The most prominent report is one issued a couple of weeks ago by a blue-ribbon commission formally known as the National Commission on Federal Election Reform, headed by former Presidents Jimmy Carter and Gerald Ford and co-sponsored by the Century Foundation and the Miller Center of Public Affairs at the University of Virginia. The report did move the ball forward—somewhat. The commission recognized that the Florida fiasco was not just about dimples and chads and inconsistent ways to count them. It was about the disenfranchisement of thousands upon thousands of voters: Voters who were mysteriously purged from the rolls at the whim of sloppy partisan referees. Voters who were turned away from the polls because of inept poll attendants and inaccessible supervisors. Voters whose ballots were discarded because their voting machines did not register a clear enough mark. Voters who marked the wrong candidate, or spoiled their ballots, because of poor ballot design. And well over half a million citizens in Florida alone—including one out of four African-American men—who were prohibited from voting because of a past felony conviction.
Thankfully, the commission did not pursue a purely technological fix.

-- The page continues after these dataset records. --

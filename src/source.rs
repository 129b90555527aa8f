//! Frame sources: where the ordered collection of frames comes from.
//!
//! A [`FrameSource`] enumerates frame identifiers and hands out the raw frame for one of them.
//! Two implementations exist and are selected once, at construction time, by [`build_source`]:
//!
//! - [`LocalSource`]: scans a directory and decodes every recognised image once, up front.
//! - [`RemoteSource`]: enumerates a remote listing once and fetches bytes per request.

use std::{fmt, sync::Arc};

use crate::{
    config::SourceConfig,
    foundation::error::{FlipbookError, FlipbookResult},
};

pub mod local;
pub mod remote;

pub use local::LocalSource;
pub use remote::{HttpFetch, RemoteSource, ReqwestFetch};

/// File extensions treated as frames (compared case-insensitively).
pub const IMAGE_EXTENSIONS: [&str; 6] = ["png", "jpg", "jpeg", "gif", "webp", "bmp"];

/// Stable, name-ordered identifier of one frame.
#[derive(Clone, Debug, PartialEq, Eq, PartialOrd, Ord, Hash)]
pub struct FrameId(String);

impl FrameId {
    pub fn new(name: impl Into<String>) -> Self {
        Self(name.into())
    }

    pub fn as_str(&self) -> &str {
        &self.0
    }
}

impl fmt::Display for FrameId {
    fn fmt(&self, f: &mut fmt::Formatter<'_>) -> fmt::Result {
        f.write_str(&self.0)
    }
}

/// Lexicographically sorted, duplicate-free snapshot of a source's frames.
#[derive(Clone, Debug, Default, PartialEq, Eq)]
pub struct FrameCollection {
    ids: Arc<[FrameId]>,
}

impl FrameCollection {
    pub fn from_ids(mut ids: Vec<FrameId>) -> Self {
        ids.sort();
        ids.dedup();
        Self { ids: ids.into() }
    }

    pub fn len(&self) -> usize {
        self.ids.len()
    }

    pub fn is_empty(&self) -> bool {
        self.ids.is_empty()
    }

    pub fn get(&self, index: usize) -> Option<&FrameId> {
        self.ids.get(index)
    }

    pub fn position(&self, id: &FrameId) -> Option<usize> {
        self.ids.binary_search(id).ok()
    }

    pub fn contains(&self, id: &FrameId) -> bool {
        self.position(id).is_some()
    }

    pub fn iter(&self) -> impl Iterator<Item = &FrameId> {
        self.ids.iter()
    }
}

/// Frame content as handed out by a source.
///
/// Remote sources return the bytes as fetched; the local source has already decoded every frame
/// during its bulk load and returns the decoded image so the pipeline does not decode twice.
#[derive(Clone, Debug)]
pub enum RawFrame {
    Bytes(Vec<u8>),
    Decoded(Arc<image::DynamicImage>),
}

/// Capability interface over frame sources.
pub trait FrameSource: Send + Sync {
    /// Enumerate frames. Memoised after the first successful call.
    fn list(&self) -> FlipbookResult<FrameCollection>;

    /// Raw content for `id`; `NotFound` if `id` is outside the current collection.
    fn fetch(&self, id: &FrameId) -> FlipbookResult<RawFrame>;
}

/// Whether `name` carries one of [`IMAGE_EXTENSIONS`].
pub fn is_supported_image_name(name: &str) -> bool {
    let Some((stem, ext)) = name.rsplit_once('.') else {
        return false;
    };
    !stem.is_empty()
        && IMAGE_EXTENSIONS
            .iter()
            .any(|known| ext.eq_ignore_ascii_case(known))
}

/// Construct the source variant named by the configuration.
pub fn build_source(cfg: &SourceConfig) -> FlipbookResult<Box<dyn FrameSource>> {
    match cfg {
        SourceConfig::Local { dir } => Ok(Box::new(LocalSource::new(dir))),
        SourceConfig::Remote {
            listing_url,
            timeout_secs,
        } => {
            if listing_url.trim().is_empty() {
                return Err(FlipbookError::config("remote listing_url must be non-empty"));
            }
            let http = ReqwestFetch::new(std::time::Duration::from_secs(*timeout_secs))?;
            Ok(Box::new(RemoteSource::new(listing_url.clone(), http)))
        }
    }
}

#[cfg(test)]
#[path = "../tests/unit/source/collection.rs"]
mod tests;
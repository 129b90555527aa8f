pub type FlipbookResult<T> = Result<T, FlipbookError>;

/// Failure category, independent of the message text.
#[derive(Clone, Copy, Debug, PartialEq, Eq)]
pub enum FrameErrorKind {
    NotFound,
    FetchFailed,
    DecodeError,
    EnumerationFailed,
    Config,
    Other,
}

#[derive(thiserror::Error, Debug)]
pub enum FlipbookError {
    #[error("not found: {0}")]
    NotFound(String),

    #[error("fetch failed: {0}")]
    FetchFailed(String),

    #[error("decode error: {0}")]
    DecodeError(String),

    #[error("enumeration failed: {0}")]
    EnumerationFailed(String),

    #[error("config error: {0}")]
    Config(String),

    #[error(transparent)]
    Other(#[from] anyhow::Error),
}

impl FlipbookError {
    pub fn not_found(msg: impl Into<String>) -> Self {
        Self::NotFound(msg.into())
    }

    pub fn fetch_failed(msg: impl Into<String>) -> Self {
        Self::FetchFailed(msg.into())
    }

    pub fn decode(msg: impl Into<String>) -> Self {
        Self::DecodeError(msg.into())
    }

    pub fn enumeration(msg: impl Into<String>) -> Self {
        Self::EnumerationFailed(msg.into())
    }

    pub fn config(msg: impl Into<String>) -> Self {
        Self::Config(msg.into())
    }

    pub fn kind(&self) -> FrameErrorKind {
        match self {
            Self::NotFound(_) => FrameErrorKind::NotFound,
            Self::FetchFailed(_) => FrameErrorKind::FetchFailed,
            Self::DecodeError(_) => FrameErrorKind::DecodeError,
            Self::EnumerationFailed(_) => FrameErrorKind::EnumerationFailed,
            Self::Config(_) => FrameErrorKind::Config,
            Self::Other(_) => FrameErrorKind::Other,
        }
    }
}

#[cfg(test)]
#[path = "../../tests/unit/foundation/error.rs"]
mod tests;
use super::*;
use crate::FrameErrorKind;

#[test]
fn empty_object_is_all_defaults() {
    let cfg = FlipbookConfig::from_json_str("{}").unwrap();
    assert_eq!(cfg, FlipbookConfig::default());
    assert_eq!(
        cfg.source,
        SourceConfig::Local {
            dir: PathBuf::from("images")
        }
    );
    assert_eq!(cfg.cache.capacity, 50);
    assert_eq!(cfg.cache.eviction, EvictionPolicy::AdmissionCapped);
    assert_eq!(cfg.pipeline.max_width, 1200);
    assert_eq!(cfg.pipeline.quality, 85);
    assert_eq!(cfg.playback.tuning(), PlaybackTuning::default());
}

#[test]
fn parses_remote_source_and_overrides() {
    let cfg = FlipbookConfig::from_json_str(
        r#"{
            "source": { "remote": { "listing_url": "https://list.test/frames" } },
            "cache": { "capacity": 8, "eviction": "lru" },
            "pipeline": { "quality": 70 },
            "playback": { "idle_timeout_ms": 1500, "tick_hz": 30 }
        }"#,
    )
    .unwrap();

    assert_eq!(
        cfg.source,
        SourceConfig::Remote {
            listing_url: "https://list.test/frames".to_string(),
            timeout_secs: 15,
        }
    );
    assert_eq!(cfg.cache.eviction, EvictionPolicy::Lru);
    assert_eq!(cfg.pipeline.max_width, 1200);
    assert_eq!(cfg.pipeline.quality, 70);
    assert_eq!(cfg.playback.tuning().idle_timeout, Duration::from_millis(1500));
    assert!((cfg.playback.tick_interval().as_secs_f64() - 1.0 / 30.0).abs() < 1e-9);
}

#[test]
fn rejects_invalid_values() {
    let bad = [
        r#"{ "cache": { "capacity": 0 } }"#,
        r#"{ "pipeline": { "quality": 0 } }"#,
        r#"{ "pipeline": { "quality": 101 } }"#,
        r#"{ "pipeline": { "max_width": 0 } }"#,
        r#"{ "playback": { "dead_zone": 1.0 } }"#,
        r#"{ "playback": { "max_speed": -1.0 } }"#,
        r#"{ "playback": { "auto_speed": -2.0 } }"#,
        r#"{ "playback": { "tick_hz": 0 } }"#,
        r#"{ "source": { "remote": { "listing_url": "" } } }"#,
        r#"{ "source": { "remote": { "listing_url": "https://x", "timeout_secs": 0 } } }"#,
        r#"{ "unknown": true }"#,
        r#"not json"#,
    ];
    for s in bad {
        let err = FlipbookConfig::from_json_str(s).unwrap_err();
        assert_eq!(err.kind(), FrameErrorKind::Config, "{s}");
    }
}

#[test]
fn missing_file_is_config_error() {
    let err = FlipbookConfig::from_json_file("/definitely/not/here.json").unwrap_err();
    assert!(err.to_string().starts_with("config error:"));
}
use tracing_subscriber::EnvFilter;

use crate::foundation::error::{FlipbookError, FlipbookResult};

pub const DEFAULT_LOG_LEVEL: &str = "info";

/// Install a stderr `fmt` subscriber.
///
/// `RUST_LOG` wins over `level` when set. Calling this again after a subscriber is installed is a
/// no-op.
pub fn init_logging(level: &str) -> FlipbookResult<()> {
    let filter = match EnvFilter::try_from_default_env() {
        Ok(filter) => filter,
        Err(_) => EnvFilter::try_new(level)
            .map_err(|e| FlipbookError::config(format!("invalid log level '{level}': {e}")))?,
    };
    let _ = tracing_subscriber::fmt()
        .with_env_filter(filter)
        .with_writer(std::io::stderr)
        .try_init();
    Ok(())
}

Listed below are some of its recommendations, most of which top the agenda of the groups that have pressed most vocally for reform.
- Every state should adopt a uniform system to register voters in a statewide database rather than entrusting the task to a gaggle of local officials who are often inept patronage appointees.
- Any voter who cannot be found on the registration rolls on election day should be given a “provisional” ballot, which will be counted so long as the voter is later found to be eligible.
- States should shift to voting technology and procedures reliable enough to ensure that no more than 2 percent of votes are rejected because of voter error, misleading ballots, or equipment failure.
- States should not bar citizens with felony convictions from voting once they have served their time.
- Election day should be a national holiday, perhaps coincident with Veterans Day, so that voters are not forced to choose between voting and going to work.
- States should adopt uniform standards for what counts as a vote.
All these are important first steps—our elections would be vastly improved if every state adopted them—and their embrace by a bipartisan group of the Carter-Ford Commission’s stature will energize the emerging democracy-reform movement.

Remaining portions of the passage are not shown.